The Indian markets rallied in last session on expectations that the biggest tax reform in independent India will support higher government revenue generation, after the goods and services tax (GST) kicked in on July 1. Today, the start is likely to be in green and the markets may extend the gains, despite sluggish global cues. Also, Chief Economic Adviser to Finance Ministry Arvind Subramanian has asked to wait till fiscal end before assessing GST impact. Meanwhile, Railway Minister Suresh Prabhu has termed the Goods and Services Tax as a great unifying factor, both in societal and political spheres in the country. Markets may get some support with reports that India has told the World Bank that it has improved processes for granting construction permits sufficiently to pip the current topper, New Zealand, in the next edition of the Doing Business report. India was ranked 185 among 190 nations surveyed on the parameter of getting a construction permit in the study conducted last year. There will be some buzz in the oil stocks, as the International Energy Agency (IEA) has said that emerging and developing countries in Asia, particularly China and India will account for about 90 per cent of the net increase in road freight oil demand till 2050.

The US markets made a mixed closing in the last session following the release of a report from the Institute for Supply Management showing acceleration in the rate of growth in the US manufacturing sector, while construction spending was unchanged in May. The Asian markets have made a mixed start and some of the indices were down by about half a percent. The Japanese market too has given up most of the gains after the yen briefly spiked on a report that North Korea launched a missile.

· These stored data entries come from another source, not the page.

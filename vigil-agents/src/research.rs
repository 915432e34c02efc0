//! Research stage: intent classification and data collection
//!
//! Classifies the question into one of the closed intents and collects
//! the matching payload from the store. Store failures are recorded on
//! the context and never propagate; the stage always completes and
//! always leaves a data-quality self-score behind.

use chrono::{Duration, Utc};
use futures_util::future;
use once_cell::sync::Lazy;
use regex::Regex;
use std::sync::Arc;
use vigil_core::{
    CollectedPayload, ComparisonRow, PipelineStage, QcRule, QueryContext, QueryIntent,
    SensorReading, Severity, TagStats, Violation, ViolationBound, VigilResult,
};
use vigil_store::TelemetryStore;

static TAG_TOKEN: Lazy<Regex> = Lazy::new(|| Regex::new(r"D\d{3}").expect("static pattern"));

/// Number of per-tag sample points attached to a correlation payload.
const CORRELATION_SAMPLES: usize = 10;
const CORRELATION_SAMPLE_TAGS: usize = 2;
const TOP_CHANGES: usize = 5;

pub struct ResearchStage {
    store: Arc<dyn TelemetryStore>,
}

impl ResearchStage {
    pub fn new(store: Arc<dyn TelemetryStore>) -> Self {
        Self { store }
    }

    /// Keyword-driven intent classification. Total: anything unmatched is
    /// `Adaptive`. Earlier intent checks win ties.
    pub fn classify(question: &str) -> QueryIntent {
        let lowered = question.to_lowercase();
        let has = |keys: &[&str]| keys.iter().any(|k| lowered.contains(k));

        if has(&["상관", "관계", "correlation", "연관"]) {
            QueryIntent::Correlation
        } else if has(&["현재", "지금", "상태는"]) {
            QueryIntent::CurrentStatus
        } else if has(&["어제", "비교", "변했", "변화", "compare", "change"]) {
            QueryIntent::Comparison
        } else if has(&["일주일", "트렌드", "추세"]) {
            QueryIntent::HistoricalTrend
        } else if has(&["위반", "경고", "초과", "임계"]) {
            QueryIntent::QcViolation
        } else if has(&["전체", "요약", "종합", "전반적"]) {
            QueryIntent::SystemOverview
        } else {
            QueryIntent::Adaptive
        }
    }

    /// Classify, collect, self-score. Never fails.
    pub async fn run(&self, ctx: &mut QueryContext) {
        let intent = Self::classify(&ctx.query);
        ctx.intent = Some(intent);
        tracing::debug!(?intent, query = %ctx.query, "research stage collecting");

        let outcome = match intent {
            QueryIntent::CurrentStatus | QueryIntent::Adaptive => {
                self.collect_current(ctx).await
            }
            QueryIntent::Comparison => self.collect_comparison(ctx).await,
            QueryIntent::Correlation => self.collect_correlation(ctx).await,
            QueryIntent::HistoricalTrend => self.collect_historical(ctx).await,
            QueryIntent::QcViolation => self.collect_violations(ctx).await,
            QueryIntent::SystemOverview => self.collect_overview(ctx).await,
        };
        if let Err(err) = outcome {
            tracing::warn!(%err, "research collection failed");
            ctx.note_error(PipelineStage::Research, err.to_string());
        }

        // Self-score: data collected cleanly, a payload present, and QC
        // rules available for grounding.
        let mut score = 0.0;
        if !ctx.has_errors() {
            score += 0.5;
        }
        if !ctx.collected.is_empty() {
            score += 0.3;
        }
        if !ctx.rules().is_empty() {
            score += 0.2;
        }
        ctx.data_quality_score = score;
    }

    /// Tags named in the question, falling back to every active tag.
    async fn target_tags(&self, question: &str) -> VigilResult<Vec<String>> {
        let active = self.store.active_tags().await?;
        let named: Vec<String> = TAG_TOKEN
            .find_iter(&question.to_uppercase())
            .map(|m| m.as_str().to_string())
            .filter(|t| active.iter().any(|a| a == t))
            .collect();
        Ok(if named.is_empty() { active } else { named })
    }

    async fn collect_current(&self, ctx: &mut QueryContext) -> VigilResult<()> {
        let tags = self.target_tags(&ctx.query).await?;
        let readings = self.store.latest_snapshot(Some(&tags)).await?;
        let rules = self.store.qc_rules(Some(&tags)).await?;
        ctx.collect(CollectedPayload::CurrentStatus {
            target_tags: tags,
            readings,
            rules,
        });
        Ok(())
    }

    async fn collect_comparison(&self, ctx: &mut QueryContext) -> VigilResult<()> {
        let tags = self.target_tags(&ctx.query).await?;
        let now = Utc::now();
        let yesterday = self
            .store
            .windowed_aggregate(
                vigil_core::Resolution::Hour,
                now - Duration::days(2),
                now - Duration::days(1),
                &tags,
                &[vigil_core::AggregateFn::Avg],
            )
            .await?;
        let today = self
            .store
            .windowed_aggregate(
                vigil_core::Resolution::Hour,
                now - Duration::days(1),
                now,
                &tags,
                &[vigil_core::AggregateFn::Avg],
            )
            .await?;

        let mut rows = Vec::new();
        for y in &yesterday {
            let Some(t) = today.iter().find(|t| t.tag == y.tag) else {
                continue;
            };
            let (Some(y_avg), Some(t_avg)) = (y.avg, t.avg) else {
                continue;
            };
            let change = t_avg - y_avg;
            let pct_change = if y_avg.abs() > f64::EPSILON {
                change / y_avg * 100.0
            } else {
                0.0
            };
            rows.push(ComparisonRow {
                tag: y.tag.clone(),
                yesterday_avg: y_avg,
                today_avg: t_avg,
                change,
                pct_change,
            });
        }

        let mut top_changes = rows.clone();
        top_changes.sort_by(|a, b| {
            b.pct_change
                .abs()
                .partial_cmp(&a.pct_change.abs())
                .unwrap_or(std::cmp::Ordering::Equal)
        });
        top_changes.truncate(TOP_CHANGES);

        let current = self.store.latest_snapshot(Some(&tags)).await?;
        let rules = self.store.qc_rules(Some(&tags)).await?;
        ctx.collect(CollectedPayload::Comparison {
            rows,
            top_changes,
            current,
            rules,
        });
        Ok(())
    }

    async fn collect_correlation(&self, ctx: &mut QueryContext) -> VigilResult<()> {
        let tags = self.target_tags(&ctx.query).await?;
        if tags.len() < CORRELATION_SAMPLE_TAGS {
            // A correlation needs two sides; degrade to a status view.
            return self.collect_current(ctx).await;
        }
        let now = Utc::now();
        let start = now - Duration::days(30);
        let rows = self
            .store
            .windowed_aggregate(vigil_core::Resolution::Hour, start, now, &tags, &[])
            .await?;
        let stats = rows.iter().map(tag_stats_from_row).collect();

        let histories = future::try_join_all(
            tags.iter()
                .take(CORRELATION_SAMPLE_TAGS)
                .map(|tag| self.store.raw_history(tag, start, now)),
        )
        .await?;
        let mut samples = Vec::new();
        for mut history in histories {
            let keep = history.len().saturating_sub(CORRELATION_SAMPLES);
            samples.extend(history.drain(keep..));
        }

        let rules = self.store.qc_rules(Some(&tags)).await?;
        ctx.collect(CollectedPayload::Correlation {
            tags,
            stats,
            samples,
            rules,
        });
        Ok(())
    }

    async fn collect_historical(&self, ctx: &mut QueryContext) -> VigilResult<()> {
        let window_days = historical_days(&ctx.query);
        let tags = self.target_tags(&ctx.query).await?;
        let target_tag = TAG_TOKEN
            .find(&ctx.query.to_uppercase())
            .map(|m| m.as_str().to_string());
        let now = Utc::now();
        let rows = self
            .store
            .windowed_aggregate(
                vigil_core::Resolution::Hour,
                now - Duration::days(window_days),
                now,
                &tags,
                &[],
            )
            .await?;
        ctx.collect(CollectedPayload::Historical {
            window_days,
            target_tag,
            summary: rows.iter().map(tag_stats_from_row).collect(),
        });
        Ok(())
    }

    async fn collect_violations(&self, ctx: &mut QueryContext) -> VigilResult<()> {
        let readings = self.store.latest_snapshot(None).await?;
        let rules = self.store.qc_rules(None).await?;
        let violations = scan_violations(&readings, &rules);
        let total_sensors = readings.len();
        let violation_rate = if total_sensors == 0 {
            0.0
        } else {
            violations.len() as f64 / total_sensors as f64 * 100.0
        };
        ctx.collect(CollectedPayload::Violations {
            violations,
            total_sensors,
            violation_rate,
            current: readings,
            rules,
        });
        Ok(())
    }

    async fn collect_overview(&self, ctx: &mut QueryContext) -> VigilResult<()> {
        let current = self.store.latest_snapshot(None).await?;
        let rules = self.store.qc_rules(None).await?;
        let statistics = self.store.statistics().await?;
        ctx.collect(CollectedPayload::Overview {
            current,
            rules,
            statistics,
        });
        Ok(())
    }
}

/// Window length for a historical question.
fn historical_days(question: &str) -> i64 {
    if question.contains("일주일") {
        7
    } else if question.contains("어제") {
        1
    } else if question.contains("한달") {
        30
    } else {
        7
    }
}

fn tag_stats_from_row(row: &vigil_core::AggregateRow) -> TagStats {
    TagStats {
        tag: row.tag.clone(),
        count: row.data_points,
        min: row.min.unwrap_or(0.0),
        max: row.max.unwrap_or(0.0),
        avg: row.avg.unwrap_or(0.0),
        stddev: None,
    }
}

/// Evaluate every reading against its rule, critical bands first so a
/// breach is reported at its worst severity.
pub fn scan_violations(readings: &[SensorReading], rules: &[QcRule]) -> Vec<Violation> {
    let mut violations = Vec::new();
    for reading in readings {
        let Some(rule) = rules.iter().find(|r| r.tag == reading.tag) else {
            continue;
        };
        let value = reading.value;
        let mut push = |threshold: f64, bound: ViolationBound, severity: Severity| {
            violations.push(Violation {
                tag: reading.tag.clone(),
                value,
                threshold,
                bound,
                severity,
                severity_score: (value - threshold).abs(),
            });
        };

        if let Some(t) = rule.crit_min.filter(|t| value < *t) {
            push(t, ViolationBound::Min, Severity::Critical);
        } else if let Some(t) = rule.crit_max.filter(|t| value > *t) {
            push(t, ViolationBound::Max, Severity::Critical);
        } else if let Some(t) = rule.warn_min.filter(|t| value < *t) {
            push(t, ViolationBound::Min, Severity::Warning);
        } else if let Some(t) = rule.warn_max.filter(|t| value > *t) {
            push(t, ViolationBound::Max, Severity::Warning);
        } else if let Some(t) = rule.min.filter(|t| value < *t) {
            push(t, ViolationBound::Min, Severity::Minor);
        } else if let Some(t) = rule.max.filter(|t| value > *t) {
            push(t, ViolationBound::Max, Severity::Minor);
        }
    }
    violations
}

// =============================================================================
// TESTS
// =============================================================================
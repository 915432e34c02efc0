//! Review stage: quality verdict over the collected data and analysis
//!
//! Scores the data, the analysis, and the internal logic, derives
//! recommendations, and decides whether the context is approved for
//! response generation. Pure computation, never fails.

use vigil_core::{CheckOutcome, QualityReport, QueryContext, Severity};

pub struct ReviewStage;

impl ReviewStage {
    pub fn run(ctx: &mut QueryContext) {
        let data = check_data(ctx);
        let analysis = check_analysis(ctx);
        let logic = check_logic(ctx);
        let recommendations = recommendations(ctx);

        let overall_quality = (data.score + analysis.score + logic.score) / 3.0;
        let approved = overall_quality > 0.7 && logic.issues.is_empty();

        tracing::debug!(overall_quality, approved, "review stage complete");
        ctx.quality_report = Some(QualityReport {
            data_validation: data,
            analysis_validation: analysis,
            logic_validation: logic,
            recommendations,
            overall_quality,
            approved,
        });
    }
}

/// Clean collection, a healthy self-score, and rules to ground against.
fn check_data(ctx: &QueryContext) -> CheckOutcome {
    let mut score = 0.0;
    let mut issues = Vec::new();

    if ctx.has_errors() {
        issues.push(format!("{} stage error(s) during collection", ctx.stage_errors.len()));
    } else {
        score += 0.5;
    }
    if ctx.data_quality_score > 0.7 {
        score += 0.3;
    } else {
        issues.push("data-quality self-score is low".to_string());
    }
    if ctx.rules().is_empty() {
        issues.push("no QC rules available for grounding".to_string());
    } else {
        score += 0.2;
    }
    CheckOutcome { score, issues }
}

/// Insights present, confident, and pattern-backed.
fn check_analysis(ctx: &QueryContext) -> CheckOutcome {
    let mut score = 0.0;
    let mut issues = Vec::new();

    if ctx.insights.is_empty() {
        issues.push("analysis produced no insights".to_string());
    } else {
        score += 0.4;
    }
    if ctx.confidence_score > 0.7 {
        score += 0.3;
    } else {
        issues.push("analysis confidence is low".to_string());
    }
    if ctx.insights.distribution.is_some() || ctx.insights.correlation.is_some() {
        score += 0.3;
    } else {
        issues.push("no distribution or correlation pattern found".to_string());
    }
    CheckOutcome { score, issues }
}

/// Violations that the predictions never mention are a logic hole.
fn check_logic(ctx: &QueryContext) -> CheckOutcome {
    let mut score = 0.8;
    let mut issues = Vec::new();
    if !ctx.violations().is_empty() && ctx.insights.predictions.is_empty() {
        score -= 0.3;
        issues.push("violations were found but the outlook ignores them".to_string());
    }
    CheckOutcome { score, issues }
}

fn recommendations(ctx: &QueryContext) -> Vec<String> {
    let mut recommendations = Vec::new();
    if ctx.data_quality_score < 0.5 {
        recommendations.push("check the data collection pipeline".to_string());
    }
    let critical = ctx
        .violations()
        .iter()
        .filter(|v| v.severity == Severity::Critical)
        .count();
    if critical > 0 {
        recommendations.push(format!("{critical} sensor(s) need immediate action"));
    }
    if ctx.violation_rate().unwrap_or(0.0) > 10.0 {
        recommendations.push("shorten the monitoring interval".to_string());
    }
    recommendations
}

// =============================================================================
// TESTS
// =============================================================================
//! Demo entry point
//!
//! Seeds an in-memory store with two hours of sensor data and answers
//! the question given on the command line. With `OPENAI_API_KEY` set the
//! answer is refined by the hosted model; otherwise the composed answer
//! is served as-is, so the demo runs fully offline.

use std::sync::Arc;
use tracing_subscriber::EnvFilter;
use vigil_agents::Pipeline;
use vigil_core::PolicyConfig;
use vigil_llm::{CompletionProvider, OpenAICompletionProvider, OpenAIConfig};
use vigil_test_utils::{demo_knowledge_index, seeded_demo_store};

const DEFAULT_QUESTION: &str = "현재 모든 센서 상태 알려줘";

#[tokio::main]
async fn main() {
    tracing_subscriber::fmt()
        .with_env_filter(
            EnvFilter::try_from_default_env().unwrap_or_else(|_| EnvFilter::new("info")),
        )
        .init();

    let config = PolicyConfig::from_env();
    if let Err(err) = config.validate() {
        eprintln!("invalid configuration: {err}");
        std::process::exit(2);
    }

    let question = {
        let args: Vec<String> = std::env::args().skip(1).collect();
        if args.is_empty() {
            DEFAULT_QUESTION.to_string()
        } else {
            args.join(" ")
        }
    };

    let provider: Option<Arc<dyn CompletionProvider>> = match OpenAIConfig::from_env() {
        Some(openai) => {
            tracing::info!(model = %openai.model, "using hosted completion provider");
            Some(Arc::new(OpenAICompletionProvider::new(openai)))
        }
        None => {
            tracing::info!("OPENAI_API_KEY not set, serving the composed answer directly");
            None
        }
    };

    let store = Arc::new(seeded_demo_store().await);
    let mut pipeline =
        Pipeline::new(store, config).with_knowledge(Arc::new(demo_knowledge_index()));
    if let Some(provider) = provider {
        pipeline = pipeline.with_provider(provider);
    }

    let answer = pipeline.answer(&question).await;
    println!("Q: {question}\n");
    println!("{}\n", answer.text);
    println!(
        "confidence {:.2}, quality {:.2}\n",
        answer.confidence, answer.quality_score
    );

    let engine = pipeline.audit_engine();
    for agent in ["ResearchAgent", "AnalysisAgent", "ReviewAgent"] {
        if let Some(profile) = engine.profile_snapshot(agent).await {
            println!(
                "{agent}: avg {:.1}, {} task(s), learning rate {:.3}",
                profile.average_score, profile.total_tasks, profile.learning_rate
            );
        }
    }
}
//! VIGIL LLM - Hosted-model abstraction
//!
//! Provider-agnostic completion trait plus the OpenAI-compatible HTTP
//! implementation. The orchestration layer treats every completion call
//! as fallible and slow; a baseline answer must never require one.

use ::async_trait::async_trait;
use serde::{Deserialize, Serialize};
use std::sync::atomic::{AtomicUsize, Ordering};
use vigil_core::{LlmError, VigilError, VigilResult};

pub mod providers;

pub use providers::openai::{OpenAICompletionProvider, OpenAIConfig};

// ============================================================================
// COMPLETION PROVIDER TRAIT
// ============================================================================

/// One request to the hosted model.
#[derive(Debug, Clone, PartialEq, Serialize, Deserialize)]
pub struct CompletionRequest {
    /// System instruction framing the assistant's role.
    pub system: String,
    /// User prompt: the question plus serialized context.
    pub prompt: String,
    pub temperature: f64,
    pub max_tokens: i32,
}

/// Trait for completion providers.
/// Implementations must be thread-safe (Send + Sync).
#[async_trait]
pub trait CompletionProvider: Send + Sync {
    /// Generate a completion for the request.
    ///
    /// # Returns
    /// * `Ok(String)` - The generated text
    /// * `Err(VigilError::Llm)` - If the call fails or times out
    async fn complete(&self, request: &CompletionRequest) -> VigilResult<String>;

    /// Model identifier this provider calls.
    fn model_id(&self) -> &str;
}

// ============================================================================
// MOCK PROVIDER FOR TESTING
// ============================================================================

/// Deterministic mock provider for tests and the demo binary.
///
/// Returns canned responses in order, then repeats the last one. With no
/// canned responses it echoes a fixed digest of the prompt. Can be set to
/// fail to exercise fallback paths.
pub struct MockCompletionProvider {
    responses: Vec<String>,
    cursor: AtomicUsize,
    fail: bool,
}

impl MockCompletionProvider {
    pub fn new() -> Self {
        Self {
            responses: Vec::new(),
            cursor: AtomicUsize::new(0),
            fail: false,
        }
    }

    pub fn with_responses(responses: Vec<String>) -> Self {
        Self {
            responses,
            cursor: AtomicUsize::new(0),
            fail: false,
        }
    }

    /// Provider whose every call fails, for fallback testing.
    pub fn failing() -> Self {
        Self {
            responses: Vec::new(),
            cursor: AtomicUsize::new(0),
            fail: true,
        }
    }

    /// Number of completions served so far.
    pub fn calls(&self) -> usize {
        self.cursor.load(Ordering::Relaxed)
    }
}

impl Default for MockCompletionProvider {
    fn default() -> Self {
        Self::new()
    }
}

#[async_trait]
impl CompletionProvider for MockCompletionProvider {
    async fn complete(&self, request: &CompletionRequest) -> VigilResult<String> {
        let call = self.cursor.fetch_add(1, Ordering::Relaxed);
        if self.fail {
            return Err(VigilError::Llm(LlmError::RequestFailed {
                provider: "mock".to_string(),
                status: 503,
                message: "mock provider configured to fail".to_string(),
            }));
        }
        if self.responses.is_empty() {
            return Ok(format!(
                "[mock completion] prompt_len={} temperature={}",
                request.prompt.len(),
                request.temperature
            ));
        }
        let idx = call.min(self.responses.len() - 1);
        Ok(self.responses[idx].clone())
    }

    fn model_id(&self) -> &str {
        "mock-completion"
    }
}

impl std::fmt::Debug for MockCompletionProvider {
    fn fmt(&self, f: &mut std::fmt::Formatter<'_>) -> std::fmt::Result {
        f.debug_struct("MockCompletionProvider")
            .field("responses", &self.responses.len())
            .field("fail", &self.fail)
            .finish()
    }
}

// =============================================================================
// TESTS
// =============================================================================

#[cfg(test)]
mod tests {
    use super::*;

    fn request() -> CompletionRequest {
        CompletionRequest {
            system: "You are a sensor monitoring assistant.".to_string(),
            prompt: "current status of D100".to_string(),
            temperature: 0.3,
            max_tokens: 500,
        }
    }

    #[tokio::test]
    async fn test_mock_provider_canned_responses_in_order() {
        let provider = MockCompletionProvider::with_responses(vec![
            "first".to_string(),
            "second".to_string(),
        ]);
        assert_eq!(provider.complete(&request()).await.unwrap(), "first");
        assert_eq!(provider.complete(&request()).await.unwrap(), "second");
        // Repeats the last response once exhausted.
        assert_eq!(provider.complete(&request()).await.unwrap(), "second");
        assert_eq!(provider.calls(), 3);
    }

    #[tokio::test]
    async fn test_mock_provider_deterministic_echo() {
        let provider = MockCompletionProvider::new();
        let a = provider.complete(&request()).await.unwrap();
        let b = provider.complete(&request()).await.unwrap();
        assert_eq!(a, b);
        assert!(a.contains("prompt_len=22"));
    }

    #[tokio::test]
    async fn test_mock_provider_failing() {
        let provider = MockCompletionProvider::failing();
        let err = provider.complete(&request()).await;
        assert!(matches!(err, Err(VigilError::Llm(_))));
    }
}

Back home, Indian equity indices showcased a courageous performance and went on to outclass indices around the world by vivaciously rallying by close to a percent in the session and settled above the psychological 9,600 (Nifty) and 31,200 (Sensex) levels. Sentiments got a boost with report that the government has ramped up capital spending by nearly 60% in the first two months of the current financial year, in a bid to perk up investment sentiment and crowd in private investment. Early passage of the budget in March has allowed the government start spending from the beginning of the new financial year in April. In April-May, the government spent Rs 52,536 crore, 58% more than the year earlier period.  Adding optimism among investors, Moody’s said GST will be credit positive for India. Implementation of the goods and services tax (GST) will be positive for India's rating as it would lead to higher GDP growth and increased tax revenues. Some support also came with IMD report indicating that the first month of monsoon has been heartening with India recording a 4% surplus in rainfall combined with a well-distributed pattern, except in the eastern regions. The average rainfall in June was 170.2mm, 7mm higher than the usual 163.6mm. Traders paid no heed to the report stating that manufacturing activity in India fell to a four-month low in June amid softer rise in factory new orders. The seasonally adjusted Nikkei India Manufacturing Purchasing Managers’ Index (PMI)-a composite single-figure indicator of manufacturing performance-slipped to 50.9 in the month of June as against 51.6 in the month of May. Finally, the BSE Sensex gained 300.01 points or 0.97% to 31221.62, while the CNX Nifty was up by 94.10 points or 0.99% to 9,615.00.